Продвижение соотечественников на посты, с интересом, престижем отчизны связанное, чиновников МИДа уже не тревожило. Учуяли «новые веяния»: всем на все наплевать.

А мы, наша семья, оказались невосприимчивыми к витающим в воздухе переменам. Только прибыв на родину, Андрей первым делом отправился в финотдел МИДа, сдав именной чек на 300 тысяч швейцарских франков — свой, полагающийся при уходе из международной организации, пенсионный фонд. Как после выяснилось, деньги ухнули с концами, кем-то из правительственного руководства под шумок прикарманенные. Воровство перестало быть уголовно наказуемым, напротив, свидетельствовало о сообразительности, расторопности, а таких, как мы, причисляли к дуракам.

Выбора не оставалось. В новой России мы явно не прижились, и Андрей, получив в Международном Красном Кресте контракт, дал согласие на «горячие точки». Три-шесть месяцев в Африке, короткие залеты в Женеву — такой ритм обрела наша совместная жизнь. Дочь в шестнадцать лет уехала одна учиться в Нью-Йорк, живя в английской семье. До того я встречала ее после школьных уроков, переводя через улицу, не разрешая одной ездить в лифте. И все.

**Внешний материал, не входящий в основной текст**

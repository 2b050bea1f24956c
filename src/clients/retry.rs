// Bounded retries with exponential backoff around a market collaborator

use crate::clients::MarketCollaborator;
use crate::config::ExchangeConfig;
use crate::core::types::{Balances, Candle, Order, Side};
use crate::error::TradingResult;
use async_trait::async_trait;
use chrono::{DateTime, Utc};
use rust_decimal::Decimal;
use std::future::Future;
use std::time::Duration;
use tokio::time::sleep;
use tracing::warn;

/// Retry mechanism with exponential backoff
#[derive(Debug, Clone)]
pub struct RetryPolicy {
    max_retries: u32,
    base_delay: Duration,
    max_delay: Duration,
}

impl Default for RetryPolicy {
    fn default() -> Self {
        Self::new(3, Duration::from_secs(1), Duration::from_secs(8))
    }
}

impl RetryPolicy {
    pub fn new(max_retries: u32, base_delay: Duration, max_delay: Duration) -> Self {
        Self {
            max_retries,
            base_delay,
            max_delay,
        }
    }

    pub fn from_config(config: &ExchangeConfig) -> Self {
        Self::new(
            config.max_retries,
            Duration::from_millis(config.backoff_base_ms),
            Duration::from_millis(config.backoff_max_ms),
        )
    }

    /// Delay before retry number `attempt` (0-based): base, 2×base, 4×base, ... capped
    pub fn delay_for(&self, attempt: u32) -> Duration {
        let factor = 1u32 << attempt.min(16);
        self.base_delay
            .checked_mul(factor)
            .map_or(self.max_delay, |delay| delay.min(self.max_delay))
    }

    /// Run `operation`, retrying retryable errors. The last error is returned
    /// once retries are exhausted; non-retryable errors return immediately.
    pub async fn execute<T, F, Fut>(&self, name: &str, mut operation: F) -> TradingResult<T>
    where
        F: FnMut() -> Fut,
        Fut: Future<Output = TradingResult<T>>,
    {
        let mut attempt = 0;
        loop {
            match operation().await {
                Ok(value) => return Ok(value),
                Err(error) if error.is_retryable() && attempt < self.max_retries => {
                    let delay = self.delay_for(attempt);
                    warn!(
                        "🔁 {} failed (attempt {}), retrying in {:?}: {}",
                        name,
                        attempt + 1,
                        delay,
                        error
                    );
                    sleep(delay).await;
                    attempt += 1;
                }
                Err(error) => return Err(error),
            }
        }
    }
}

/// Wraps a collaborator so idempotent calls are retried. Order placement is
/// passed through untouched: a retried POST could open a duplicate order.
pub struct RetryingMarket<M> {
    inner: M,
    policy: RetryPolicy,
}

impl<M: MarketCollaborator> RetryingMarket<M> {
    pub fn new(inner: M, policy: RetryPolicy) -> Self {
        Self { inner, policy }
    }

    pub fn inner(&self) -> &M {
        &self.inner
    }
}

#[async_trait]
impl<M: MarketCollaborator> MarketCollaborator for RetryingMarket<M> {
    async fn get_price(&self, instrument: &str) -> TradingResult<Option<Decimal>> {
        self.policy
            .execute("get_price", move || self.inner.get_price(instrument))
            .await
    }

    async fn get_candles(&self, instrument: &str, timeframe: &str, limit: usize) -> TradingResult<Vec<Candle>> {
        self.policy
            .execute("get_candles", move || self.inner.get_candles(instrument, timeframe, limit))
            .await
    }

    async fn get_balances(&self) -> TradingResult<Balances> {
        self.policy
            .execute("get_balances", move || self.inner.get_balances())
            .await
    }

    async fn get_open_orders(&self, instrument: &str) -> TradingResult<Vec<Order>> {
        self.policy
            .execute("get_open_orders", move || self.inner.get_open_orders(instrument))
            .await
    }

    async fn get_closed_orders(&self, instrument: &str, since: DateTime<Utc>) -> TradingResult<Vec<Order>> {
        self.policy
            .execute("get_closed_orders", move || self.inner.get_closed_orders(instrument, since))
            .await
    }

    async fn place_limit_order(
        &self,
        instrument: &str,
        side: Side,
        amount: Decimal,
        price: Decimal,
    ) -> TradingResult<Order> {
        self.inner.place_limit_order(instrument, side, amount, price).await
    }

    async fn cancel_order(&self, order_id: &str, instrument: &str) -> TradingResult<()> {
        self.policy
            .execute("cancel_order", move || self.inner.cancel_order(order_id, instrument))
            .await
    }
}
// Recentering Grid Bot Library
//
// A single-level buy/sell grid that follows the market: SMA trend detection,
// threshold and idle-timeout recentering, order reconciliation and profit tracking

pub mod core;
pub mod clients;
pub mod config;
pub mod error;       // Unified error handling
pub mod simulation;  // Paper exchange

// Re-export core trading types
pub use crate::core::{
    Balances, Candle, GridAction, GridEngine, GridPolicy, GridState, Order, OrderIntent,
    OrderReconciler, OrderStatus, ProfitAccountant, ProfitLedger, Side, Snapshot, Trend,
    TrendClassifier, ControlLoop, CycleReport,
};

// Re-export error types
pub use error::{TradingError, TradingResult};

// Re-export client types
pub use clients::{KrakenPublicClient, MarketCollaborator, MarketFeed, RetryPolicy, RetryingMarket};

// Re-export configuration
pub use config::{Config, TradingConfig, PolicyConfig, MarketConfig, ScheduleConfig, ExchangeConfig, LoggingConfig};

pub use simulation::PaperExchange;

Проводив ее в аэропорт, сутки выла, осипнув. Семья разлетелась, рухнул налаженный быт, дома не стало, лишь временные пристанища.

Но я все же пыталась сопротивляться разору. Возила с собой в ручной клади фотографии в рамках, семейные реликвии, тарелку эмалевую с драконом, купленную папой в Китае, каретные бронзовые часы, вазочку сине-зеленую с Мальты, цветную гравюру Женевы, врученную Андрею торжественно при его уходе с поста зама генерального секретаря.

И на Гаити эти вещицы меня сопровождали. Обживалась с ними в гостиничном номере. Вот тут и обнажилась моя ущербность. За всеми другими членами делегации стояли не только их страны, правительства, государства, но и семейные гнезда, традиции, родня. А за нами — никто, ничто. Еще не беженцы, но корни, оседлость уже утратившие. Отщепенцы. Потерпевшие кораблекрушение.

Случилось такое не вдруг и давно. В ту еще, казалось, безоблачную пору, когда выпала наша первая заграница, что, как окружающими, так и нами воспринималось выигрышем в лотерею: вот привалило… Обычно не везло, то бишь ничего просто так, без усилий, с неба не падало. И, видимо, в этом и сказывалось благоприятствование судьбы. Она нас хранила. От непомерных желаний, корчь тщеславия, укусов зависти, мук совести, ночных кошмаров, незаедаемой ничем горечь о навсегда утраченном.